Required work
Which lines in the records below contain the word "medium"? Copy each of them.

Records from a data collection
____

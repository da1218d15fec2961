use std::sync::{Arc, Mutex};

use anyhow::Result;
use async_trait::async_trait;
use futures::future::BoxFuture;

use crate::agents::{
    ActionItem, ActionItemsResult, AgentRegistry, ExtractionAgent, ExtractionOutput, ItemStatus,
    QnAResponse, agent_names,
};
use crate::llm::{CompletionRequest, LLMClient, LLMError, StaticClient};
use crate::message::Message;
use crate::orchestrator::{
    DependencyScheduler, PREVIOUS_RESULTS_DELIMITER, Planner, Router,
};
use crate::plan::{PlannedTask, TaskDomain, TaskPlan, TaskPriority, TaskStatus};

/// Agent that records every content string it receives and replies with a
/// fixed output.
struct StubAgent {
    name: &'static str,
    output: ExtractionOutput,
    seen: Arc<Mutex<Vec<String>>>,
}

impl StubAgent {
    fn new(name: &'static str, output: ExtractionOutput) -> (Self, Arc<Mutex<Vec<String>>>) {
        let seen = Arc::new(Mutex::new(Vec::new()));
        (
            Self {
                name,
                output,
                seen: seen.clone(),
            },
            seen,
        )
    }
}

#[async_trait]
impl ExtractionAgent for StubAgent {
    fn name(&self) -> &'static str {
        self.name
    }

    fn description(&self) -> &'static str {
        "records content, returns a fixed output"
    }

    fn empty_output(&self) -> ExtractionOutput {
        self.output.clone()
    }

    async fn extract(&self, content: &str, _task_id: Option<&str>) -> Result<ExtractionOutput> {
        self.seen.lock().unwrap().push(content.to_string());
        Ok(self.output.clone())
    }
}

struct FailingAgent {
    name: &'static str,
}

#[async_trait]
impl ExtractionAgent for FailingAgent {
    fn name(&self) -> &'static str {
        self.name
    }

    fn description(&self) -> &'static str {
        "always fails"
    }

    fn empty_output(&self) -> ExtractionOutput {
        ExtractionOutput::ActionItems(ActionItemsResult::default())
    }

    async fn extract(&self, _content: &str, _task_id: Option<&str>) -> Result<ExtractionOutput> {
        anyhow::bail!("agent blew up")
    }
}

struct FailingClient;

impl LLMClient for FailingClient {
    fn name(&self) -> &'static str {
        "failing"
    }

    fn complete(&self, _request: CompletionRequest) -> BoxFuture<'_, Result<String, LLMError>> {
        Box::pin(async { Err(LLMError::Connect("connection refused".to_string())) })
    }
}

fn action_items_output(count: usize) -> ExtractionOutput {
    let items = (0..count)
        .map(|i| ActionItem {
            id: Some(format!("AI-{:03}", i + 1)),
            action: format!("action {}", i + 1),
            owner: Some("Dana".to_string()),
            deadline: Some("2026-09-01".to_string()),
            status: ItemStatus::Pending,
            flags: Vec::new(),
        })
        .collect();
    ExtractionOutput::ActionItems(ActionItemsResult {
        items,
        ..Default::default()
    })
}

fn qna_output(response: &str) -> ExtractionOutput {
    ExtractionOutput::Qna(QnAResponse {
        response: response.to_string(),
        ..Default::default()
    })
}

fn task(id: &str, agent: &'static str, deps: &[&str]) -> PlannedTask {
    PlannedTask::new(id, TaskDomain::TrackingExecution, format!("run {agent}"))
        .with_agent(agent)
        .with_dependencies(deps.iter().map(|s| s.to_string()).collect())
}

fn scheduler_with(agents: Vec<Arc<dyn ExtractionAgent>>) -> DependencyScheduler {
    let mut registry = AgentRegistry::empty();
    for agent in agents {
        registry.insert(agent);
    }
    DependencyScheduler::new(Router::new(registry))
}

// ============================================================================
// Scheduler
// ============================================================================

#[tokio::test]
async fn test_every_task_produces_one_result_in_order() {
    let (a, _) = StubAgent::new(agent_names::ACTION_ITEMS, action_items_output(1));
    let (b, _) = StubAgent::new(agent_names::RISKS, action_items_output(0));
    let scheduler = scheduler_with(vec![Arc::new(a), Arc::new(b)]);

    let mut plan = TaskPlan::from_tasks(vec![
        task("TASK-001", agent_names::ACTION_ITEMS, &[]),
        task("TASK-002", agent_names::RISKS, &[]),
        task("TASK-003", agent_names::ACTION_ITEMS, &[]),
    ]);
    let results = scheduler.execute(&mut plan, "the message").await;

    assert_eq!(results.len(), 3);
    let ids: Vec<&str> = results.iter().map(|r| r.task.task_id.as_str()).collect();
    assert_eq!(ids, vec!["TASK-001", "TASK-002", "TASK-003"]);
    assert!(results.iter().all(|r| r.success));
    assert!(results.iter().all(|r| r.status == TaskStatus::Completed));
    assert!(plan.tasks.iter().all(|t| t.status == TaskStatus::Completed));
}

#[tokio::test]
async fn test_failed_dependency_does_not_stop_the_plan() {
    let failing = FailingAgent {
        name: agent_names::ACTION_ITEMS,
    };
    let (stub, seen) = StubAgent::new(agent_names::RISKS, action_items_output(0));
    let scheduler = scheduler_with(vec![Arc::new(failing), Arc::new(stub)]);

    let mut plan = TaskPlan::from_tasks(vec![
        task("TASK-001", agent_names::ACTION_ITEMS, &[]),
        task("TASK-002", agent_names::RISKS, &["TASK-001"]),
    ]);
    let results = scheduler.execute(&mut plan, "the message").await;

    assert!(!results[0].success);
    assert_eq!(results[0].status, TaskStatus::Failed);
    assert_eq!(results[0].error.as_deref(), Some("agent blew up"));
    assert!(results[1].success);

    // The dependent still ran, and saw no forwarded results.
    let seen = seen.lock().unwrap();
    assert_eq!(seen.len(), 1);
    assert_eq!(seen[0], "the message");
    assert!(!seen[0].contains(PREVIOUS_RESULTS_DELIMITER));
}

#[tokio::test]
async fn test_dependency_item_counts_are_forwarded() {
    let (upstream, _) = StubAgent::new(agent_names::ACTION_ITEMS, action_items_output(2));
    let (downstream, seen) = StubAgent::new(agent_names::RISKS, action_items_output(0));
    let scheduler = scheduler_with(vec![Arc::new(upstream), Arc::new(downstream)]);

    let mut plan = TaskPlan::from_tasks(vec![
        task("TASK-001", agent_names::ACTION_ITEMS, &[]),
        task("TASK-002", agent_names::RISKS, &["TASK-001"]),
    ]);
    scheduler.execute(&mut plan, "the message").await;

    let seen = seen.lock().unwrap();
    assert!(seen[0].contains(PREVIOUS_RESULTS_DELIMITER));
    assert!(seen[0].contains("Extracted from TASK-001: 2 items"));
    assert!(seen[0].starts_with("the message\n\n"));
}

#[tokio::test]
async fn test_drafted_response_is_forwarded_in_full() {
    let (qna, _) = StubAgent::new(agent_names::QNA, qna_output("Here is the status summary."));
    let (eval, seen) = StubAgent::new(agent_names::EVALUATION, action_items_output(0));
    let scheduler = scheduler_with(vec![Arc::new(qna), Arc::new(eval)]);

    let mut plan = TaskPlan::from_tasks(vec![
        task("TASK-001", agent_names::QNA, &[]),
        task("TASK-002", agent_names::EVALUATION, &["TASK-001"]),
    ]);
    scheduler.execute(&mut plan, "what is the status?").await;

    let seen = seen.lock().unwrap();
    assert!(seen[0].contains("Response to evaluate:\nHere is the status summary."));
}

#[tokio::test]
async fn test_empty_dependency_output_adds_no_context() {
    let (upstream, _) = StubAgent::new(agent_names::ACTION_ITEMS, action_items_output(0));
    let (downstream, seen) = StubAgent::new(agent_names::RISKS, action_items_output(0));
    let scheduler = scheduler_with(vec![Arc::new(upstream), Arc::new(downstream)]);

    let mut plan = TaskPlan::from_tasks(vec![
        task("TASK-001", agent_names::ACTION_ITEMS, &[]),
        task("TASK-002", agent_names::RISKS, &["TASK-001"]),
    ]);
    scheduler.execute(&mut plan, "the message").await;

    let seen = seen.lock().unwrap();
    assert_eq!(seen[0], "the message");
}

#[tokio::test]
async fn test_unresolvable_task_fails_with_reason() {
    let scheduler = scheduler_with(Vec::new());
    let mut plan = TaskPlan::from_tasks(vec![task("TASK-001", agent_names::QNA, &[])]);
    let results = scheduler.execute(&mut plan, "anything").await;

    assert_eq!(results.len(), 1);
    assert!(!results[0].success);
    assert_eq!(results[0].status, TaskStatus::Failed);
    assert_eq!(
        results[0].error.as_deref(),
        Some("No agent found for task: TASK-001")
    );
    assert_eq!(results[0].output, None);
}

#[tokio::test]
async fn test_cycle_still_runs_every_task_once() {
    let (a, seen) = StubAgent::new(agent_names::ACTION_ITEMS, action_items_output(1));
    let scheduler = scheduler_with(vec![Arc::new(a)]);

    let mut plan = TaskPlan::from_tasks(vec![
        task("TASK-001", agent_names::ACTION_ITEMS, &["TASK-002"]),
        task("TASK-002", agent_names::ACTION_ITEMS, &["TASK-001"]),
    ]);
    assert!(plan.has_circular_dependency());
    let results = scheduler.execute(&mut plan, "the message").await;

    assert_eq!(results.len(), 2);
    assert_eq!(seen.lock().unwrap().len(), 2);
    assert!(results.iter().all(|r| r.success));
}

#[tokio::test]
async fn test_domain_fallback_reports_resolved_agent() {
    let (a, _) = StubAgent::new(agent_names::ACTION_ITEMS, action_items_output(1));
    let scheduler = scheduler_with(vec![Arc::new(a)]);

    // No explicit agent: TRACKING_EXECUTION falls back to action items.
    let mut plan = TaskPlan::from_tasks(vec![PlannedTask::new(
        "TASK-001",
        TaskDomain::TrackingExecution,
        "untargeted work",
    )]);
    let results = scheduler.execute(&mut plan, "the message").await;

    assert!(results[0].success);
    assert_eq!(results[0].agent.as_deref(), Some(agent_names::ACTION_ITEMS));
}

#[tokio::test]
async fn test_unknown_explicit_agent_falls_back_to_domain_default() {
    let (a, _) = StubAgent::new(agent_names::ACTION_ITEMS, action_items_output(1));
    let scheduler = scheduler_with(vec![Arc::new(a)]);

    let mut plan = TaskPlan::from_tasks(vec![task("TASK-001", "sentiment_analysis", &[])]);
    let results = scheduler.execute(&mut plan, "the message").await;

    assert!(results[0].success);
    // The explicit (unknown) name is kept for reporting.
    assert_eq!(results[0].agent.as_deref(), Some("sentiment_analysis"));
    assert!(results[0].output.is_some());
}

// ============================================================================
// Planner
// ============================================================================

const THREE_TASK_PLAN: &str = r#"{
    "tasks": [
        {"task_id": "TASK-001", "domain": "TRACKING_EXECUTION", "l3_agent": "action_item_extraction",
         "description": "Extract action items", "purpose": "Track commitments", "priority": "high", "depends_on": []},
        {"task_id": "TASK-002", "domain": "TRACKING_EXECUTION", "l3_agent": "risk_extraction",
         "description": "Extract risks", "priority": "medium", "depends_on": []},
        {"task_id": "TASK-003", "domain": "COMMUNICATION_COLLABORATION", "l3_agent": "qna",
         "description": "Draft a response", "priority": "medium", "depends_on": ["TASK-001", "TASK-002"]}
    ]
}"#;

fn message() -> Message {
    Message::new("MSG-100", "Please review the launch plan by Friday.")
}

#[tokio::test]
async fn test_planner_parses_complete_plan() {
    let planner = Planner::new(Arc::new(StaticClient::new(THREE_TASK_PLAN)));
    let result = planner.plan(&message()).await;

    assert!(result.success);
    assert_eq!(result.plan.len(), 3);
    assert_eq!(result.plan.source_message_id, "MSG-100");
    assert!(result.raw_response.is_some());

    let first = result.plan.get("TASK-001").unwrap();
    assert_eq!(first.l3_agent.as_deref(), Some("action_item_extraction"));
    assert_eq!(first.purpose.as_deref(), Some("Track commitments"));
    let third = result.plan.get("TASK-003").unwrap();
    assert_eq!(third.depends_on, vec!["TASK-001", "TASK-002"]);
}

#[tokio::test]
async fn test_planner_handles_markdown_fenced_plan() {
    let fenced = format!("Here is the plan:\n```json\n{}\n```", THREE_TASK_PLAN);
    let planner = Planner::new(Arc::new(StaticClient::new(fenced)));
    let result = planner.plan(&message()).await;
    assert!(result.success);
    assert_eq!(result.plan.len(), 3);
}

#[tokio::test]
async fn test_planner_garbage_response_yields_empty_plan() {
    let planner = Planner::new(Arc::new(StaticClient::new("I refuse to answer in JSON.")));
    let result = planner.plan(&message()).await;
    // The attempt succeeded; the plan is just empty.
    assert!(result.success);
    assert!(result.plan.is_empty());
    assert_eq!(result.plan.source_message_id, "MSG-100");
}

#[tokio::test]
async fn test_planner_drops_invalid_tasks_keeps_valid() {
    let mixed = r#"{
        "tasks": [
            {"task_id": "TASK-001", "domain": "TRACKING_EXECUTION", "description": "good"},
            {"task_id": "TASK-002", "domain": "SPACE_EXPLORATION", "description": "bad domain"},
            {"task_id": "TASK-003", "domain": "LEARNING_IMPROVEMENT"},
            {"task_id": "TASK-004", "domain": "LEARNING_IMPROVEMENT", "description": "also good"}
        ]
    }"#;
    let planner = Planner::new(Arc::new(StaticClient::new(mixed)));
    let result = planner.plan(&message()).await;
    assert!(result.success);
    let ids: Vec<&str> = result
        .plan
        .tasks
        .iter()
        .map(|t| t.task_id.as_str())
        .collect();
    assert_eq!(ids, vec!["TASK-001", "TASK-004"]);
}

#[tokio::test]
async fn test_planner_truncates_oversized_plans() {
    let tasks: Vec<String> = (1..=6)
        .map(|i| {
            format!(
                r#"{{"task_id": "TASK-{:03}", "domain": "TRACKING_EXECUTION", "description": "t{}"}}"#,
                i, i
            )
        })
        .collect();
    let response = format!(r#"{{"tasks": [{}]}}"#, tasks.join(","));
    let planner = Planner::new(Arc::new(StaticClient::new(response))).with_max_tasks(4);
    let result = planner.plan(&message()).await;
    assert_eq!(result.plan.len(), 4);
    assert_eq!(result.plan.tasks[3].task_id, "TASK-004");
}

#[tokio::test]
async fn test_planner_applies_configured_default_priority() {
    let response = r#"{
        "tasks": [
            {"task_id": "TASK-001", "domain": "TRACKING_EXECUTION", "description": "no priority"},
            {"task_id": "TASK-002", "domain": "TRACKING_EXECUTION", "description": "explicit", "priority": "low"}
        ]
    }"#;
    let planner =
        Planner::new(Arc::new(StaticClient::new(response))).with_default_priority(TaskPriority::High);
    let result = planner.plan(&message()).await;
    assert_eq!(result.plan.tasks[0].priority, TaskPriority::High);
    assert_eq!(result.plan.tasks[1].priority, TaskPriority::Low);
}

#[tokio::test]
async fn test_planner_llm_failure_reports_error() {
    let planner = Planner::new(Arc::new(FailingClient));
    let result = planner.plan(&message()).await;
    assert!(!result.success);
    assert!(result.plan.is_empty());
    assert!(result.raw_response.is_none());
    assert!(
        result
            .error
            .as_deref()
            .is_some_and(|e| e.contains("connection refused"))
    );
}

____

Answer box
         "description": "Extract risks", "priority": "medium", "depends_on": []},
         "description": "Draft a response", "priority": "medium", "depends_on": ["TASK-001", "TASK-002"]}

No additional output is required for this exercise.